One of the events that have occurred throughout this financial crisis is the recognition that global coordination and cooperation is needed to ensure economic prosperity. It wasn't too long ago that leaders from around the globe met and agreed joint initiatives to improve financial stability. One of their pledges included not resorting to protectionism (i.e. maintaining free trade between countries).

Today's picture is very different. Pick up the news and you'll probably hear about various countries intervening in their currency markets to improve their own economies, at the expense of others. Japan has been directly intervening to weaken the yen, as they fear the strong currency is hurting their exports. They have also maintained a low interest rate combined with quantitative easing. The US has been doing much of the same. Though not directly intervening, they have been able to weaken their currency with low interest rates and money printing.

In scale and size, none compare to the biggest currency manipulator of all: China. The Chinese have pegged their currency at an artificially low level to the US dollar. They do this by printing their own currency and using it to buy dollars. It is QE (quantitative easing) on a much bigger scale. The fact that the dollar has weakened in the last few months means that China's currency too has weakened against everyone else's. As a consequence, they have built up a large trade surplus and the US has a large trade deficit. It is one of the biggest economic imbalances the global economy has ever seen, and one that will eventually have to be corrected.

Currency manipulation is a form of protectionism. When a country artificially weakens their currency, they make their exports cheaper and their imports more expensive. So it is like a subsidy for exports and a tax on imports. More and more it is the case that countries are acting in this way to help their own economies at the expense of others. Of course when everyone starts to do this, no one's exports increase, and the result is a net decrease in world trade. The sense of cooperation that existed a year ago seems long gone.

So if all countries print more and more money to weaken their currencies, what will be the outcome? For one, exchange rates will become more volatile. This will have a negative effect on international trade, and hurt economic growth. Second, inflation will be higher and more unpredictable. This again, is bad for consumers, bad for businesses, and bad for the economy as a whole.

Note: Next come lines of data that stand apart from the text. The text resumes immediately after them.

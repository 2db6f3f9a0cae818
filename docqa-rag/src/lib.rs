//! # docqa-rag
//!
//! Retrieval-augmented question answering over a single document.
//!
//! ## Overview
//!
//! The crate has two pipelines:
//!
//! - **Ingestion**: [`RecursiveChunker`] cuts each page into overlapping
//!   passages, an [`EmbeddingProvider`] embeds them, and [`Indexer`] publishes
//!   the resulting [`VectorIndex`] under a storage path.
//! - **Query**: [`Retriever`] loads the index and selects passages under a
//!   [`RetrievalPolicy`] (similarity threshold or MMR), and [`QaOrchestrator`]
//!   grounds a [`LanguageModel`] on them while carrying a bounded
//!   [`ConversationHistory`] from one question to the next.
//!
//! ## Quick Start
//!
//! ```rust,ignore
//! use std::sync::Arc;
//! use docqa_rag::openai::{OpenAIChatModel, OpenAIEmbeddingProvider};
//! use docqa_rag::*;
//!
//! let embedder: Arc<dyn EmbeddingProvider> = Arc::new(OpenAIEmbeddingProvider::from_env()?);
//! let store = Arc::new(IndexStore::new());
//!
//! let indexer = Indexer::builder()
//!     .embedding_provider(embedder.clone())
//!     .store(store.clone())
//!     .build()?;
//! indexer.build_from_source(&TextFileSource::new(), "handbook.txt".as_ref(), "faiss_index".as_ref()).await?;
//!
//! let qa = QaOrchestrator::builder()
//!     .retriever(Retriever::new(embedder, store))
//!     .language_model(Arc::new(OpenAIChatModel::from_env()?))
//!     .storage_path("faiss_index")
//!     .build()?;
//! let response = qa.ask("When is the tuition deadline?", &ConversationHistory::new()).await?;
//! println!("{}", response.answer_or_default());
//! ```
//!
//! ## Features
//!
//! - `openai` (default): [`openai::OpenAIEmbeddingProvider`] and
//!   [`openai::OpenAIChatModel`].

pub mod chunking;
pub mod config;
pub mod document;
pub mod embedding;
pub mod error;
pub mod history;
pub mod index;
pub mod indexer;
pub mod llm;
pub mod mock;
pub mod qa;
pub mod retriever;
pub mod source;

#[cfg(feature = "openai")]
pub mod openai;

pub use chunking::{Chunker, DEFAULT_SEPARATORS, RecursiveChunker};
pub use config::{RagConfig, RagConfigBuilder};
pub use document::{CharSpan, Document, IndexSummary, Page, Passage, ScoredPassage};
pub use embedding::EmbeddingProvider;
pub use error::{RagError, Result};
pub use history::{ConversationHistory, ConversationTurn, DEFAULT_MAX_TURNS};
pub use index::{INDEX_FILE_NAME, IndexEntry, IndexStore, VectorIndex};
pub use indexer::{Indexer, IndexerBuilder};
pub use llm::{GenerationRequest, LanguageModel};
pub use mock::{HashEmbeddingProvider, ScriptedLanguageModel};
pub use qa::{NO_ANSWER, QaOrchestrator, QaOrchestratorBuilder, QaResponse, QaState, QaStatus};
pub use retriever::{RetrievalPolicy, Retriever};
pub use source::{DocumentSource, PAGE_BREAK, TextFileSource};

In the 1930s, after a financial crisis the global economy went into recession. To protect their own industries, countries began engaging in protectionism, mostly by putting up tariffs on imports. We all know what happened next. The recession turned into a depression, and it remains the biggest economic catastrophe in modern history. Let us hope that governments do not make the same mistake today. Economic prospects will be much better for everyone without any kind of currency war.

Asad is an Economics Graduate from The London School of Economics who has also been a part of the currency derivatives team of Deutsche Bank in London. Currently pursuing his PhD at the University of California San Diego where he's researching on Algorithmic Trading Strategies, Asad will be your direct line for answers to all the questions you might have on short-term investing. A part of the Equitymaster Team since 2010, Asad has been sharing his knowledge on short term trading strategies with our valued readers, like you, through our various services. In fact, at the last count, his weekly newsletter, Profit Hunter, was being delivered to more than 100,000 smart traders across the world!

Disclaimer:

The views mentioned above are of the author only. Data and charts, if used, in the article have been sourced from available information and have not been authenticated by any statutory authority. The author and Equitymaster do not claim it to be accurate nor accept any responsibility for the same. The views constitute only the opinions and do not constitute any guidelines or recommendation on any course of action to be followed by the reader. Please read the detailed Terms of Use of the web site.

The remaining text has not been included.